Saved entries:
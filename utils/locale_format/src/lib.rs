//! pt-BR display formatting for numbers, currency and ISO date strings.
//!
//! These are the locale rules the restaurant analytics UI exposes to users:
//! thousands grouped with `.`, decimals separated by `,`, currency prefixed
//! with `R$`, and ISO dates rendered as `dd/mm/aaaa`.

use chrono::{DateTime, NaiveDate, NaiveDateTime};

/// Formats a number the way the data table does: integral values get zero
/// decimal places, everything else exactly two.
pub fn format_number(value: f64) -> String {
    if !value.is_finite() {
        return value.to_string();
    }
    if value.fract() == 0.0 {
        format_integer(value)
    } else {
        format_fixed_two(value)
    }
}

/// Formats a number as a grouped integer, rounding away any fraction.
pub fn format_integer(value: f64) -> String {
    if !value.is_finite() {
        return value.to_string();
    }
    let digits = format!("{:.0}", value.abs());
    with_sign(value, group_thousands(&digits))
}

/// Formats a number with exactly two decimal places.
pub fn format_fixed_two(value: f64) -> String {
    if !value.is_finite() {
        return value.to_string();
    }
    let rounded = format!("{:.2}", value.abs());
    let (int_part, frac_part) = match rounded.split_once('.') {
        Some(parts) => parts,
        None => (rounded.as_str(), "00"),
    };
    with_sign(value, format!("{},{}", group_thousands(int_part), frac_part))
}

/// Formats a monetary amount: `R$ 1.500,50`. Always two decimal places.
pub fn format_currency(value: f64) -> String {
    if value.is_finite() && value < 0.0 {
        format!("-R$ {}", format_fixed_two(value.abs()))
    } else {
        format!("R$ {}", format_fixed_two(value))
    }
}

/// Renders an ISO date or timestamp string in pt-BR notation, or `None`
/// when the text is not date-like. A time-of-day component (a `T` separator
/// or a space-separated time) yields `dd/mm/aaaa hh:mm:ss`; a plain date
/// yields `dd/mm/aaaa`.
pub fn format_date_like(text: &str) -> Option<String> {
    if !text.contains('-') {
        return None;
    }
    if let Ok(stamp) = DateTime::parse_from_rfc3339(text) {
        return Some(stamp.format("%d/%m/%Y %H:%M:%S").to_string());
    }
    if let Ok(stamp) = NaiveDateTime::parse_from_str(text, "%Y-%m-%dT%H:%M:%S") {
        return Some(stamp.format("%d/%m/%Y %H:%M:%S").to_string());
    }
    if let Ok(stamp) = NaiveDateTime::parse_from_str(text, "%Y-%m-%d %H:%M:%S") {
        return Some(stamp.format("%d/%m/%Y %H:%M:%S").to_string());
    }
    if let Ok(date) = NaiveDate::parse_from_str(text, "%Y-%m-%d") {
        return Some(date.format("%d/%m/%Y").to_string());
    }
    None
}

fn group_thousands(digits: &str) -> String {
    let len = digits.len();
    let mut grouped = String::with_capacity(len + len / 3);
    for (i, c) in digits.chars().enumerate() {
        if i > 0 && (len - i) % 3 == 0 {
            grouped.push('.');
        }
        grouped.push(c);
    }
    grouped
}

fn with_sign(value: f64, body: String) -> String {
    if value < 0.0 {
        format!("-{}", body)
    } else {
        body
    }
}

#[cfg(test)]
mod tests {
    use super::*;

    #[test]
    fn test_integral_numbers_have_no_decimals() {
        assert_eq!(format_number(1500.0), "1.500");
        assert_eq!(format_number(7.0), "7");
        assert_eq!(format_number(0.0), "0");
        assert_eq!(format_number(1234567.0), "1.234.567");
    }

    #[test]
    fn test_fractional_numbers_have_two_decimals() {
        assert_eq!(format_number(1500.5), "1.500,50");
        assert_eq!(format_number(0.1), "0,10");
        assert_eq!(format_number(999.99), "999,99");
    }

    #[test]
    fn test_negative_numbers() {
        assert_eq!(format_number(-1500.0), "-1.500");
        assert_eq!(format_number(-1500.5), "-1.500,50");
    }

    #[test]
    fn test_format_integer_rounds_fractions() {
        assert_eq!(format_integer(1500.7), "1.501");
        assert_eq!(format_integer(1500.0), "1.500");
    }

    #[test]
    fn test_currency_always_shows_cents() {
        assert_eq!(format_currency(1500.0), "R$ 1.500,00");
        assert_eq!(format_currency(1500.5), "R$ 1.500,50");
        assert_eq!(format_currency(-12.3), "-R$ 12,30");
    }

    #[test]
    fn test_plain_date() {
        assert_eq!(format_date_like("2024-11-01"), Some("01/11/2024".to_string()));
    }

    #[test]
    fn test_timestamp_with_t_separator() {
        assert_eq!(
            format_date_like("2024-11-01T14:30:00"),
            Some("01/11/2024 14:30:00".to_string())
        );
    }

    #[test]
    fn test_timestamp_with_space_separator() {
        assert_eq!(
            format_date_like("2024-11-01 14:30:00"),
            Some("01/11/2024 14:30:00".to_string())
        );
    }

    #[test]
    fn test_rfc3339_timestamp() {
        assert_eq!(
            format_date_like("2024-11-01T14:30:00+00:00"),
            Some("01/11/2024 14:30:00".to_string())
        );
    }

    #[test]
    fn test_non_dates_are_rejected() {
        assert_eq!(format_date_like("X-Burger"), None);
        assert_eq!(format_date_like("Balcão"), None);
        assert_eq!(format_date_like("2024"), None);
        assert_eq!(format_date_like("11/01/2024"), None);
    }
}
//! Display formatting for result cells, shared by the table and KPI views.

use crate::domain::models::{MeasureKind, ScalarValue};

/// Formats a cell for table display: numbers by the integral/two-decimals
/// rule, date-like strings as localized dates, other strings verbatim,
/// nulls as empty text.
pub fn format_scalar(value: &ScalarValue) -> String {
    match value {
        ScalarValue::Number(n) => locale_format::format_number(*n),
        ScalarValue::String(s) => locale_format::format_date_like(s).unwrap_or_else(|| s.clone()),
        ScalarValue::Null => String::new(),
    }
}

/// Formats the KPI headline figure: quantities as plain grouped integers,
/// every other number as currency, non-numbers as-is.
pub fn format_kpi(value: &ScalarValue, kind: MeasureKind) -> String {
    match value {
        ScalarValue::Number(n) => match kind {
            MeasureKind::Quantity => locale_format::format_integer(*n),
            MeasureKind::Currency => locale_format::format_currency(*n),
        },
        ScalarValue::String(s) => s.clone(),
        ScalarValue::Null => String::new(),
    }
}

/// Header text for a column: underscores become spaces.
pub fn humanize_header(column: &str) -> String {
    column.replace('_', " ")
}

#[cfg(test)]
mod tests {
    use super::*;

    #[test]
    fn test_integral_number_formatting() {
        assert_eq!(format_scalar(&ScalarValue::from(1500.0)), "1.500");
    }

    #[test]
    fn test_fractional_number_formatting() {
        assert_eq!(format_scalar(&ScalarValue::from(1500.5)), "1.500,50");
    }

    #[test]
    fn test_date_strings_are_localized() {
        assert_eq!(
            format_scalar(&ScalarValue::from("2024-11-01")),
            "01/11/2024"
        );
        assert_eq!(
            format_scalar(&ScalarValue::from("2024-11-01T14:30:00")),
            "01/11/2024 14:30:00"
        );
    }

    #[test]
    fn test_other_strings_render_verbatim() {
        assert_eq!(format_scalar(&ScalarValue::from("X-Burger")), "X-Burger");
    }

    #[test]
    fn test_null_renders_empty() {
        assert_eq!(format_scalar(&ScalarValue::Null), "");
    }

    #[test]
    fn test_kpi_quantity_is_plain_integer() {
        assert_eq!(
            format_kpi(&ScalarValue::from(1500.0), MeasureKind::Quantity),
            "1.500"
        );
    }

    #[test]
    fn test_kpi_currency_formatting() {
        assert_eq!(
            format_kpi(&ScalarValue::from(1500.0), MeasureKind::Currency),
            "R$ 1.500,00"
        );
        assert_eq!(
            format_kpi(&ScalarValue::from(1500.5), MeasureKind::Currency),
            "R$ 1.500,50"
        );
    }

    #[test]
    fn test_kpi_non_number_is_verbatim() {
        assert_eq!(
            format_kpi(&ScalarValue::from("indisponível"), MeasureKind::Currency),
            "indisponível"
        );
    }

    #[test]
    fn test_humanize_header() {
        assert_eq!(humanize_header("total_quantity"), "total quantity");
        assert_eq!(humanize_header("canal"), "canal");
    }
}
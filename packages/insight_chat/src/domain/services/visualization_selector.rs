//! Hint-keyed dispatch from a query result to a render plan.
//!
//! The selector is a pure function: it owns no state, never panics on
//! malformed shapes, and is cheap enough to recompute on every redraw.
//! A result whose rows do not satisfy the hinted visualization's shape
//! requirement produces a `Failed` plan - a distinct state from the
//! deliberate table fallback for unrecognized hints, so callers can tell
//! "asked for a table" apart from "data didn't fit the chart".

use crate::domain::models::{QueryResult, RenderPlan, Row, VisualizationHint};

use super::schema_inference::{self, classify};

/// Reason attached to every shape-check failure.
pub const SHAPE_MISMATCH_REASON: &str =
    "shape mismatch: expected one text column and one numeric column";

const DEFAULT_ERROR_MESSAGE: &str = "Ocorreu um erro ao processar a consulta.";

/// Resolves which visualization to render for a result and which columns
/// feed which visual channel.
pub fn select(result: &QueryResult) -> RenderPlan {
    match result.visualization_hint {
        VisualizationHint::Error => RenderPlan::ErrorNotice {
            message: result
                .error
                .clone()
                .unwrap_or_else(|| DEFAULT_ERROR_MESSAGE.to_string()),
        },
        _ if result.rows.is_empty() => RenderPlan::NoData,
        VisualizationHint::Table | VisualizationHint::Unknown => RenderPlan::Table {
            columns: result.rows[0].columns().map(str::to_string).collect(),
        },
        VisualizationHint::BarChart => match single_series_binding(&result.rows) {
            Some((label_column, measure_column, series_name)) => RenderPlan::BarChart {
                label_column,
                measure_column,
                series_name,
            },
            None => shape_mismatch(),
        },
        VisualizationHint::PieChart => match single_series_binding(&result.rows) {
            Some((label_column, measure_column, series_name)) => RenderPlan::PieChart {
                label_column,
                measure_column,
                series_name,
            },
            None => shape_mismatch(),
        },
        VisualizationHint::LineChart => {
            let classification = classify(&result.rows);
            match classification.label() {
                Some(label) if !classification.measure_columns.is_empty() => {
                    RenderPlan::LineChart {
                        label_column: label.to_string(),
                        measure_columns: classification.measure_columns,
                    }
                }
                _ => shape_mismatch(),
            }
        }
        VisualizationHint::Kpi => match result.rows[0].first() {
            Some((column, _)) => RenderPlan::Kpi {
                column: column.to_string(),
                measure_kind: schema_inference::measure_kind(column),
            },
            None => RenderPlan::NoData,
        },
    }
}

/// Binds the single label column and the first measure column, or `None`
/// when either is missing.
fn single_series_binding(rows: &[Row]) -> Option<(String, String, String)> {
    let classification = classify(rows);
    let label = classification.label()?.to_string();
    let measure = classification.first_measure()?.to_string();
    let series = schema_inference::series_name(&measure).to_string();
    Some((label, measure, series))
}

fn shape_mismatch() -> RenderPlan {
    RenderPlan::Failed {
        reason: SHAPE_MISMATCH_REASON.to_string(),
    }
}
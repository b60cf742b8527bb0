use serde::Serialize;

use super::row::MeasureKind;

/// The resolved binding of result columns to visual channels for one
/// visualization kind. Computed on demand from a `QueryResult` and never
/// stored: it is a view over the result, not transcript state.
///
/// Malformed shapes become `Failed`, never a panic, so the presentation
/// layer can show a recoverable notice.
#[derive(Debug, Clone, PartialEq, Serialize)]
#[serde(tag = "kind", rename_all = "snake_case")]
pub enum RenderPlan {
    /// All columns as-is. The fallback for unrecognized hints.
    Table { columns: Vec<String> },
    /// One categorical axis, one value channel.
    BarChart {
        label_column: String,
        measure_column: String,
        series_name: String,
    },
    /// Same shape requirement as the bar chart; slices instead of bars.
    PieChart {
        label_column: String,
        measure_column: String,
        series_name: String,
    },
    /// One X axis plus every numeric column as a parallel series. The only
    /// multi-series visualization.
    LineChart {
        label_column: String,
        measure_columns: Vec<String>,
    },
    /// A single headline figure taken from row 0's first column.
    Kpi {
        column: String,
        measure_kind: MeasureKind,
    },
    /// The backend reported a failure; the message is displayed verbatim.
    ErrorNotice { message: String },
    /// Empty result set. Not a failure: every kind has a no-data rendering.
    NoData,
    /// The rows do not satisfy the hinted visualization's shape requirement.
    Failed { reason: String },
}

impl RenderPlan {
    pub fn is_failed(&self) -> bool {
        matches!(self, RenderPlan::Failed { .. })
    }
}

#[cfg(test)]
mod tests {
    use super::*;

    #[test]
    fn test_is_failed() {
        let failed = RenderPlan::Failed {
            reason: "shape mismatch".to_string(),
        };
        assert!(failed.is_failed());
        assert!(!RenderPlan::NoData.is_failed());
    }

    #[test]
    fn test_plan_serialization_tag() {
        let plan = RenderPlan::Kpi {
            column: "faturamento_total".to_string(),
            measure_kind: MeasureKind::Currency,
        };
        let json = serde_json::to_value(&plan).unwrap();

        assert_eq!(json["kind"], "kpi");
        assert_eq!(json["column"], "faturamento_total");
    }
}
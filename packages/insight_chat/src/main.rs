use std::io::{self, BufRead, Write};
use std::sync::Arc;

use clap::Parser;
use url::Url;

use insight_chat::application::views::render_result;
use insight_chat::domain::services::{ConversationService, HttpAnalyticsClient};

const DEFAULT_ENDPOINT: &str = "http://localhost:5001/api/generate-sql";

#[derive(Parser)]
#[command(name = "insight_chat")]
#[command(about = "Conversational analytics for restaurant sales data", long_about = None)]
struct Cli {
    /// Analytics backend endpoint
    #[arg(long, default_value = DEFAULT_ENDPOINT)]
    endpoint: String,
}

fn main() -> anyhow::Result<()> {
    let cli = Cli::parse();

    tracing_subscriber::fmt()
        .with_env_filter(
            tracing_subscriber::EnvFilter::try_from_default_env()
                .unwrap_or_else(|_| tracing_subscriber::EnvFilter::new("info")),
        )
        .init();

    let endpoint = Url::parse(&cli.endpoint)?;

    let rt = tokio::runtime::Builder::new_multi_thread()
        .enable_all()
        .build()?;
    rt.block_on(run_chat(endpoint))
}

async fn run_chat(endpoint: Url) -> anyhow::Result<()> {
    println!("💬 Insight Chat - pergunte sobre os dados do seu restaurante");
    println!("📡 Backend: {}", endpoint);
    println!("   Digite uma pergunta, ou 'sair' para encerrar\n");

    let backend = Arc::new(HttpAnalyticsClient::new(endpoint));
    let service = ConversationService::new(backend);

    let stdin = io::stdin();
    loop {
        print!("> ");
        io::stdout().flush()?;

        let mut line = String::new();
        if stdin.lock().read_line(&mut line)? == 0 {
            break;
        }
        let question = line.trim();
        if question.is_empty() {
            continue;
        }
        if question.eq_ignore_ascii_case("sair") || question.eq_ignore_ascii_case("exit") {
            break;
        }

        service.submit(question).await;
        if let Some(result) = service.last_result().await {
            println!("\n{}", render_result(&result));
        }
    }

    println!("\n👋 Até logo!");
    Ok(())
}
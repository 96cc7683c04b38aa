// navmerge - Shared Library
// Logging and configuration used by the navmerge tools

pub mod config;
pub mod log;

/// Environment variable prefix for configuration overrides
pub const ENV_PREFIX: &str = "NavMerge_";

/// Default configuration file name
pub const DEFAULT_CONFIG: &str = "navmerge.conf";
// Configuration module
// Reads INI-style configuration files with environment variable overrides
//
// Keys outside of a section are addressed by their bare name ("LogsDir"),
// keys inside a section as "Section.Key" ("Merge.PreviewScale").

use std::collections::HashMap;
use std::path::{Path, PathBuf};

use configparser::ini::Ini;
use thiserror::Error;

/// Section configparser assigns to keys that appear before any header
const DEFAULT_SECTION: &str = "default";

#[derive(Debug, Error)]
pub enum ConfigError {
    #[error("could not read configuration file {path}: {source}")]
    Io {
        path: PathBuf,
        #[source]
        source: std::io::Error,
    },
    #[error("could not parse configuration file {path}: {message}")]
    Parse { path: PathBuf, message: String },
}

/// Configuration file parser
/// Supports INI-style files with environment variable override
#[derive(Debug, Clone, Default)]
pub struct Config {
    values: HashMap<String, String>,
    filename: PathBuf,
    env_prefix: String,
}

impl Config {
    pub fn new(env_prefix: &str) -> Self {
        Config {
            values: HashMap::new(),
            filename: PathBuf::new(),
            env_prefix: env_prefix.to_string(),
        }
    }

    /// Load configuration from a file
    /// env_prefix is used to check environment variables (e.g., "NavMerge_")
    pub fn load(path: &Path, env_prefix: &str) -> Result<Self, ConfigError> {
        let content = std::fs::read_to_string(path).map_err(|source| ConfigError::Io {
            path: path.to_path_buf(),
            source,
        })?;

        let mut config = Config::new(env_prefix);
        config.filename = path.to_path_buf();
        config.parse(&content)?;
        Ok(config)
    }

    /// Build a configuration from in-memory INI text
    pub fn from_ini_str(content: &str, env_prefix: &str) -> Result<Self, ConfigError> {
        let mut config = Config::new(env_prefix);
        config.parse(content)?;
        Ok(config)
    }

    fn parse(&mut self, content: &str) -> Result<(), ConfigError> {
        let mut ini = Ini::new_cs();
        let sections = ini
            .read(content.to_string())
            .map_err(|message| ConfigError::Parse {
                path: self.filename.clone(),
                message,
            })?;

        self.values.clear();
        for (section, entries) in sections {
            for (key, value) in entries {
                let Some(mut value) = value else {
                    continue;
                };

                // Strip quotes
                if value.len() >= 2 && value.starts_with('"') && value.ends_with('"') {
                    value = value[1..value.len() - 1].to_string();
                }

                let full_key = if section == DEFAULT_SECTION {
                    key
                } else {
                    format!("{}.{}", section, key)
                };
                self.values.insert(full_key, value);
            }
        }

        Ok(())
    }

    /// Path the configuration was loaded from (empty for in-memory configs)
    pub fn filename(&self) -> &Path {
        &self.filename
    }

    /// Check if a key is set
    pub fn is_set(&self, key: &str) -> bool {
        self.get_env_or_config(key).is_some()
    }

    /// Get a string value with a default
    pub fn get_string_default(&self, key: &str, default: &str) -> String {
        self.get_env_or_config(key)
            .unwrap_or_else(|| default.to_string())
    }

    /// Get a string value (empty string default)
    pub fn get_string(&self, key: &str) -> String {
        self.get_string_default(key, "")
    }

    /// Get a boolean value with a default
    pub fn get_bool_default(&self, key: &str, default: bool) -> bool {
        match self.get_env_or_config(key) {
            Some(val) => {
                let lower = val.to_lowercase();
                matches!(lower.as_str(), "1" | "true" | "yes")
            }
            None => default,
        }
    }

    /// Get an integer value with a default
    pub fn get_int_default(&self, key: &str, default: i32) -> i32 {
        match self.get_env_or_config(key) {
            Some(val) => val.trim().parse().unwrap_or(default),
            None => default,
        }
    }

    /// Get a float value with a default
    pub fn get_float_default(&self, key: &str, default: f32) -> f32 {
        match self.get_env_or_config(key) {
            Some(val) => val.trim().parse().unwrap_or(default),
            None => default,
        }
    }

    /// Try environment variable first, then config file
    fn get_env_or_config(&self, key: &str) -> Option<String> {
        if !self.env_prefix.is_empty() {
            let env_key = format!("{}{}", self.env_prefix, key.replace('.', "_"));
            if let Ok(val) = std::env::var(&env_key) {
                return Some(val);
            }
        }

        self.values.get(key).cloned()
    }
}
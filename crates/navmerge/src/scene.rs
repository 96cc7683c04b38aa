// scene.rs - typed scene geometry collections
//
// A scene holds the navmeshes to (re)build and the geometry they are built
// from. Geometry is a closed set of variants kept in insertion order, which
// is also the order the merger visits them in.

use std::path::{Path, PathBuf};
use std::sync::Arc;

use glam::Vec3;
use serde::{Deserialize, Serialize};
use tracing::{debug, info};

use crate::bounds::RegionMode;
use crate::error::{MergeError, Result};
use crate::mesh::{Quad, RawMesh, TriangulatedMesh, triangulate};
use crate::terrain::{TerrainIndexBuffer, TerrainTile, decode_height_buffer};
use crate::transform::Transform;

/// A navmesh to build, anchored at `origin` (world units)
#[derive(Clone, Debug, PartialEq)]
pub struct NavmeshOrigin {
    pub name: String,
    pub origin: Vec3,
}

/// A placed collision shape
#[derive(Clone, Debug)]
pub struct CollisionInstance {
    pub transform: Transform,
    pub mesh: Arc<TriangulatedMesh>,
}

/// A placed terrain tile
#[derive(Clone, Debug)]
pub struct TerrainInstance {
    pub transform: Transform,
    pub tile: TerrainTile,
    pub indices: TerrainIndexBuffer,
}

#[derive(Clone, Debug)]
pub enum SourceGeometry {
    Collision(CollisionInstance),
    Terrain(TerrainInstance),
}

#[derive(Clone, Debug)]
pub struct Scene {
    pub mode: RegionMode,
    pub navmeshes: Vec<NavmeshOrigin>,
    geometry: Vec<SourceGeometry>,
    terrain_indices: TerrainIndexBuffer,
}

impl Scene {
    pub fn new(mode: RegionMode) -> Self {
        Self {
            mode,
            navmeshes: Vec::new(),
            geometry: Vec::new(),
            terrain_indices: TerrainIndexBuffer::new(),
        }
    }

    pub fn add_navmesh(&mut self, name: &str, origin: Vec3) {
        self.navmeshes.push(NavmeshOrigin {
            name: name.to_string(),
            origin,
        });
    }

    pub fn add_collision(&mut self, transform: Transform, mesh: Arc<TriangulatedMesh>) {
        self.geometry
            .push(SourceGeometry::Collision(CollisionInstance { transform, mesh }));
    }

    /// Terrain tiles all use the scene's shared index layout
    pub fn add_terrain(&mut self, transform: Transform, tile: TerrainTile) {
        self.geometry.push(SourceGeometry::Terrain(TerrainInstance {
            transform,
            tile,
            indices: self.terrain_indices.clone(),
        }));
    }

    /// Index layout every terrain tile of this scene shares
    pub fn terrain_indices(&self) -> &TerrainIndexBuffer {
        &self.terrain_indices
    }

    pub fn collision(&self) -> impl Iterator<Item = &CollisionInstance> + '_ {
        self.geometry.iter().filter_map(|g| match g {
            SourceGeometry::Collision(c) => Some(c),
            SourceGeometry::Terrain(_) => None,
        })
    }

    pub fn terrain(&self) -> impl Iterator<Item = &TerrainInstance> + '_ {
        self.geometry.iter().filter_map(|g| match g {
            SourceGeometry::Terrain(t) => Some(t),
            SourceGeometry::Collision(_) => None,
        })
    }

    /// Build a scene from its JSON description
    ///
    /// Relative height file paths are resolved against `base_dir`. Collision
    /// shapes are triangulated here, once, at load time.
    pub fn from_description(
        description: &SceneDescription,
        base_dir: &Path,
        preview_scale: f32,
    ) -> Result<Self> {
        let mut scene = Scene::new(description.mode);

        for (i, navmesh) in description.navmeshes.iter().enumerate() {
            let name = navmesh
                .name
                .clone()
                .unwrap_or_else(|| format!("navmesh_{}", i));
            scene.add_navmesh(&name, Vec3::from_array(navmesh.origin));
        }

        for shape in &description.collision {
            let mesh = triangulate(&shape.mesh.to_raw_mesh())?;
            debug!(
                "Loaded collision shape: {} vertices, {} triangles",
                mesh.vertices().len(),
                mesh.triangle_count()
            );
            scene.add_collision(shape.transform.to_transform(), Arc::new(mesh));
        }

        for terrain in &description.terrain {
            let tile = match &terrain.data {
                TerrainData::Inline { heights } => TerrainTile::from_heights(
                    heights.clone(),
                    &scene.terrain_indices,
                    preview_scale,
                )?,
                TerrainData::File { height_file } => {
                    let path = base_dir.join(height_file);
                    let decoded = read_height_file(&path)?;
                    TerrainTile::from_decoded(&decoded, &scene.terrain_indices, preview_scale)?
                }
            };
            scene.add_terrain(terrain.transform.to_transform(), tile);
        }

        info!(
            "Scene loaded: {} navmesh(es), {} collision instance(s), {} terrain tile(s)",
            scene.navmeshes.len(),
            scene.collision().count(),
            scene.terrain().count()
        );

        Ok(scene)
    }
}

fn read_height_file(path: &Path) -> Result<crate::terrain::DecodedTerrain> {
    let bytes = std::fs::read(path).map_err(|source| MergeError::HeightFile {
        path: path.to_path_buf(),
        source,
    })?;

    decode_height_buffer(&mut bytes.as_slice()).map_err(|e| match e {
        MergeError::Io(source) => MergeError::HeightFile {
            path: path.to_path_buf(),
            source,
        },
        other => other,
    })
}

// ============================================================================
// JSON scene description
// ============================================================================

fn default_scale() -> [f32; 3] {
    [1.0, 1.0, 1.0]
}

#[derive(Clone, Debug, Default, Deserialize, Serialize)]
#[serde(rename_all = "camelCase")]
pub struct SceneDescription {
    #[serde(default)]
    pub mode: RegionMode,
    #[serde(default)]
    pub navmeshes: Vec<NavmeshDescription>,
    #[serde(default)]
    pub collision: Vec<CollisionDescription>,
    #[serde(default)]
    pub terrain: Vec<TerrainDescription>,
}

#[derive(Clone, Debug, Deserialize, Serialize)]
#[serde(rename_all = "camelCase")]
pub struct NavmeshDescription {
    #[serde(default)]
    pub name: Option<String>,
    pub origin: [f32; 3],
}

/// Position, euler rotation in degrees, scale
#[derive(Clone, Debug, PartialEq, Deserialize, Serialize)]
#[serde(rename_all = "camelCase")]
pub struct TransformDescription {
    #[serde(default)]
    pub position: [f32; 3],
    #[serde(default)]
    pub rotation: [f32; 3],
    #[serde(default = "default_scale")]
    pub scale: [f32; 3],
}

impl Default for TransformDescription {
    fn default() -> Self {
        Self {
            position: [0.0; 3],
            rotation: [0.0; 3],
            scale: default_scale(),
        }
    }
}

impl TransformDescription {
    pub fn to_transform(&self) -> Transform {
        Transform::from_euler_degrees(
            Vec3::from_array(self.position),
            self.rotation,
            Vec3::from_array(self.scale),
        )
    }
}

/// Quad mesh straight from the shape decoder
#[derive(Clone, Debug, Default, Deserialize, Serialize)]
#[serde(rename_all = "camelCase")]
pub struct RawMeshDescription {
    pub vertices: Vec<[f32; 3]>,
    #[serde(default)]
    pub quads: Vec<[u32; 4]>,
}

impl RawMeshDescription {
    pub fn to_raw_mesh(&self) -> RawMesh {
        RawMesh {
            vertices: self.vertices.iter().copied().map(Vec3::from_array).collect(),
            quads: self.quads.iter().copied().map(Quad).collect(),
        }
    }
}

#[derive(Clone, Debug, Deserialize, Serialize)]
#[serde(rename_all = "camelCase")]
pub struct CollisionDescription {
    #[serde(default)]
    pub transform: TransformDescription,
    #[serde(flatten)]
    pub mesh: RawMeshDescription,
}

#[derive(Clone, Debug, Deserialize, Serialize)]
#[serde(untagged)]
pub enum TerrainData {
    File {
        #[serde(rename = "heightFile")]
        height_file: PathBuf,
    },
    Inline {
        heights: Vec<f32>,
    },
}

#[derive(Clone, Debug, Deserialize, Serialize)]
#[serde(rename_all = "camelCase")]
pub struct TerrainDescription {
    #[serde(default)]
    pub transform: TransformDescription,
    #[serde(flatten)]
    pub data: TerrainData,
}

Exercise prompt: Return the entries exactly through the "Always two decimal places." line.

Result for this task:
filename utils/locale_format/src/lib.rs
//! pt-BR display formatting for numbers, currency and ISO date strings.
//!
//! These are the locale rules the restaurant analytics UI exposes to users:
//! thousands grouped with `.`, decimals separated by `,`, currency prefixed
//! with `R$`, and ISO dates rendered as `dd/mm/aaaa`.

use chrono::{DateTime, NaiveDate, NaiveDateTime};

/// Formats a number the way the data table does: integral values get zero
/// decimal places, everything else exactly two.
pub fn format_number(value: f64) -> String {
    if !value.is_finite() {
        return value.to_string();
    }
    if value.fract() == 0.0 {
        format_integer(value)
    } else {
        format_fixed_two(value)
    }
}

/// Formats a number as a grouped integer, rounding away any fraction.
pub fn format_integer(value: f64) -> String {
    if !value.is_finite() {
        return value.to_string();
    }
    let digits = format!("{:.0}", value.abs());
    with_sign(value, group_thousands(&digits))
}

/// Formats a number with exactly two decimal places.
pub fn format_fixed_two(value: f64) -> String {
    if !value.is_finite() {
        return value.to_string();
    }
    let rounded = format!("{:.2}", value.abs());
    let (int_part, frac_part) = match rounded.split_once('.') {
        Some(parts) => parts,
        None => (rounded.as_str(), "00"),
    };
    with_sign(value, format!("{},{}", group_thousands(int_part), frac_part))
}

/// Formats a monetary amount: `R$ 1.500,50`. Always two decimal places.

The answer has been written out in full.